*Input records*.
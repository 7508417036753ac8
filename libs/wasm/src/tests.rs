//! Tests for the WASM-facing generation helpers.

use super::*;

fn flat_pixels(width: u32, height: u32, value: u8) -> Vec<u8> {
    vec![value; (width * height * 4) as usize]
}

/// Defaults produce the 9x7 grid with 2 triangles per cell.
#[test]
fn generate_uses_defaults_for_zero_params() {
    let pixels = flat_pixels(4, 4, 0);
    let params = TorusParams {
        radius: 0.0,
        tube: 0.0,
        radial_segments: 0.0,
        tubular_segments: 0.0,
        arc: 0.0,
    };
    let mesh = generate_torus_internal(&pixels, 4, 4, &params, false).expect("generation succeeds");

    assert_eq!(mesh.vertex_count(), 9 * 7);
    assert_eq!(mesh.triangle_count(), 2 * 8 * 6);
    assert_eq!(mesh.positions().len(), 9 * 7 * 3);
    assert_eq!(mesh.normals().len(), 9 * 7 * 3);
    assert_eq!(mesh.uvs().len(), 9 * 7 * 2);
    assert_eq!(mesh.indices().len(), 2 * 8 * 6 * 3);
}

#[test]
fn generate_welds_seams_on_request() {
    let pixels = flat_pixels(8, 8, 128);
    let params = TorusParams::new(10.0, 3.0, 16, 12);

    let raw = generate_torus_internal(&pixels, 8, 8, &params, false).expect("raw mesh");
    let welded = generate_torus_internal(&pixels, 8, 8, &params, true).expect("welded mesh");

    assert_eq!(raw.vertex_count(), 17 * 13);
    assert_eq!(welded.vertex_count(), 16 * 12);
    assert_eq!(welded.triangle_count(), raw.triangle_count());
}

#[test]
fn generate_rejects_short_pixel_buffer() {
    let pixels = flat_pixels(2, 2, 0);
    let err = generate_torus_internal(&pixels, 4, 4, &TorusParams::default(), false).unwrap_err();
    assert!(matches!(err, MeshError::InvalidHeightmap { .. }));
}

#[test]
fn generate_rejects_negative_radius() {
    let pixels = flat_pixels(2, 2, 0);
    let params = TorusParams {
        radius: -1.0,
        ..TorusParams::default()
    };
    let err = generate_torus_internal(&pixels, 2, 2, &params, false).unwrap_err();
    assert!(err.to_string().contains("radius"));
}

#[test]
fn buffers_are_finite_and_indices_in_range() {
    let pixels: Vec<u8> = (0..16 * 16 * 4).map(|n| (n % 251) as u8).collect();
    let mesh = generate_torus_internal(&pixels, 16, 16, &TorusParams::new(5.0, 1.0, 24, 18), false)
        .expect("generation succeeds");

    assert!(mesh.positions().iter().all(|v| v.is_finite()));
    assert!(mesh.normals().iter().all(|v| v.is_finite()));
    let vertex_count = mesh.vertex_count();
    assert!(mesh.indices().iter().all(|&index| index < vertex_count));
    assert!(!mesh.is_empty());
}

#[test]
fn default_params_json_round_trips() {
    let params = parse_params_json(&default_params_json()).expect("defaults parse");
    assert_eq!(params, TorusParams::default());
}

#[test]
fn params_json_fills_missing_fields() {
    let params = parse_params_json(r#"{"radius": 10, "radialSegments": 32}"#).expect("parses");
    assert_eq!(params.radius, 10.0);
    assert_eq!(params.radial_segments, 32.0);
    assert_eq!(params.tube, TorusParams::default().tube);
}

#[test]
fn params_json_rejects_malformed_input() {
    let err = parse_params_json("{radius: ").unwrap_err();
    assert!(err.to_string().contains("malformed JSON"));
}

#[test]
fn handle_getters_are_repeatable() {
    let pixels = flat_pixels(4, 4, 64);
    let mesh = generate_torus_internal(&pixels, 4, 4, &TorusParams::default(), false)
        .expect("generation succeeds");

    assert_eq!(mesh.positions(), mesh.positions());
    assert_eq!(mesh.indices(), mesh.indices());
    assert_eq!(mesh.uvs().len(), mesh.vertex_count() as usize * 2);
}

*Try it*. With "welded" as the string to match, show every line of the entries above that has it.

*Answer area*.
    let welded = generate_torus_internal(&pixels, 8, 8, &params, true).expect("welded mesh");
    assert_eq!(welded.vertex_count(), 16 * 12);
    assert_eq!(welded.triangle_count(), raw.triangle_count());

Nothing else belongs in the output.